Discussion List Archives

[Date Prev][Date Next][Thread Prev][Thread Next][Date Index][Thread Index]

Re: [ddlm-group] Eliding in triple-quoted strings: Proposals C andD. .


On Friday, January 07, 2011 7:56 AM, John Westbrook wrote:
>I have been quiet on this issue as my bias for supporting Python semantics
>has not been popular or productive in prior DDLm/Cif2 discussions.   I would
>extend Herb's argument to the whole of this enterprise and emphasize
>my view that meaningful adoption of DDLm/CIF2 will require embracing
>and leveraging existing technologies as much as possible.
[...]
>On 1/7/11 7:52 AM, Herbert J. Bernstein wrote:
>> As noted in my prior message, I disagree. I find it
>> counter-inutitive and unproductive to adopt something
>> that looks very much like the python treble quoted
>> string but which follows confusingly different rules.
>> Remeber -- for most of the the coomunity, the entire
>> CIF2 approach to quoting is something new and different.
>> It does not agree with the well-established CIF1 quoting
>> rules. By giving them the python treble quoted strings
>> we are giving them a way to simply and easily carry any
>> and all strings and text fields forward from CIF1 to CIF2
>> without having to seriously rework them. Sure, we could
>> come up with some other set of rules for treble quoted
>> strings, but by following the python rules we will
>> greatly reduce the chances of misinterpretations in
>> the marginal cases, and give ourselves an independent
>> check on our new parsers -- all the existing oython
>> parsers.
>>
>> I believe that Ralf is right.

[...]

There is a large number of elide mechanisms in popular programming languages, many of them similar, but none of them identical.  I don't see why choosing any one language's conventions, Python's for instance, is an overall win over choosing any of the others' (C/C++, Java, Ruby, Perl, ...).  Furthermore, although I recognize the advantages of drawing on existing technologies, I don't think that doing so in this case necessarily requires adopting the entire package of conventions from any particular language, no matter that language's present popularity level.

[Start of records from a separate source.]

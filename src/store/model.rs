//! [`Model`] implementation on top of a [`StoreClient`].

use super::client::StoreClient;
use crate::model::{Cardinality, Model, ModelError, Record, RecordId};
use async_trait::async_trait;
use serde_json::Value;

/// A declared association from one in-memory model to another, resolved by a
/// foreign key column on the target side.
#[derive(Debug, Clone)]
pub struct Association {
    pub name: String,
    pub cardinality: Cardinality,
    pub foreign_key: String,
    pub target: StoreClient,
}

/// A model whose records live in a [`StoreActor`](super::StoreActor).
#[derive(Debug, Clone)]
pub struct MemoryModel {
    name: String,
    client: StoreClient,
    associations: Vec<Association>,
}

impl MemoryModel {
    pub fn new(name: impl Into<String>, client: StoreClient, associations: Vec<Association>) -> Self {
        Self {
            name: name.into(),
            client,
            associations,
        }
    }

    pub fn client(&self) -> &StoreClient {
        &self.client
    }

    pub fn associations(&self) -> &[Association] {
        &self.associations
    }
}

#[async_trait]
impl Model for MemoryModel {
    fn name(&self) -> &str {
        &self.name
    }

    fn has_association(&self, name: &str, cardinality: Cardinality) -> bool {
        self.associations
            .iter()
            .any(|a| a.name == name && a.cardinality == cardinality)
    }

    async fn all(&self) -> Result<Vec<Record>, ModelError> {
        self.client
            .all()
            .await
            .map_err(|e| e.into_model_error(&self.name))
    }

    async fn find(&self, id: RecordId) -> Result<Option<Record>, ModelError> {
        self.client
            .get(id)
            .await
            .map_err(|e| e.into_model_error(&self.name))
    }

    async fn create(&self, fields: Record) -> Result<Record, ModelError> {
        self.client
            .create(fields)
            .await
            .map_err(|e| e.into_model_error(&self.name))
    }

    async fn update(&self, id: RecordId, fields: Record) -> Result<Record, ModelError> {
        self.client
            .update(id, fields)
            .await
            .map_err(|e| e.into_model_error(&self.name))
    }

    async fn destroy(&self, id: RecordId) -> Result<(), ModelError> {
        self.client
            .delete(id)
            .await
            .map_err(|e| e.into_model_error(&self.name))
    }

    async fn related(&self, id: RecordId, association: &str) -> Result<Vec<Record>, ModelError> {
        let Some(assoc) = self.associations.iter().find(|a| a.name == association) else {
            return Err(ModelError::UnknownAssociation {
                model: self.name.clone(),
                association: association.to_string(),
            });
        };

        let mut records = assoc
            .target
            .filter(assoc.foreign_key.clone(), Value::from(id.0))
            .await
            .map_err(|e| e.into_model_error(&self.name))?;

        if assoc.cardinality == Cardinality::One {
            records.truncate(1);
        }
        Ok(records)
    }
}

For elide processing I greatly favor approaches that are invisible to a STAR lexer.  That will allow CIF to remain a subset of STAR, which matters at least to me, though it may be of little concern to some others here.  Furthermore, I prefer an approach that is as minimal as possible while still adequately addressing the problem.  That will reduce the work to implement the scheme, the potential for bugs and incompatibilities, and the details that people need to learn.

I have these objections to adopting specifically the Python scheme for CIF2:

1) I dislike tying CIF strongly to a particular programming language.

2) The Python system is incompatible with STAR.

3) It is far more complicated than we need.  In particular, I don't like \N{name} for representing characters by UCD name, but nearly all of the other elides are redundant with \uxxxx forms.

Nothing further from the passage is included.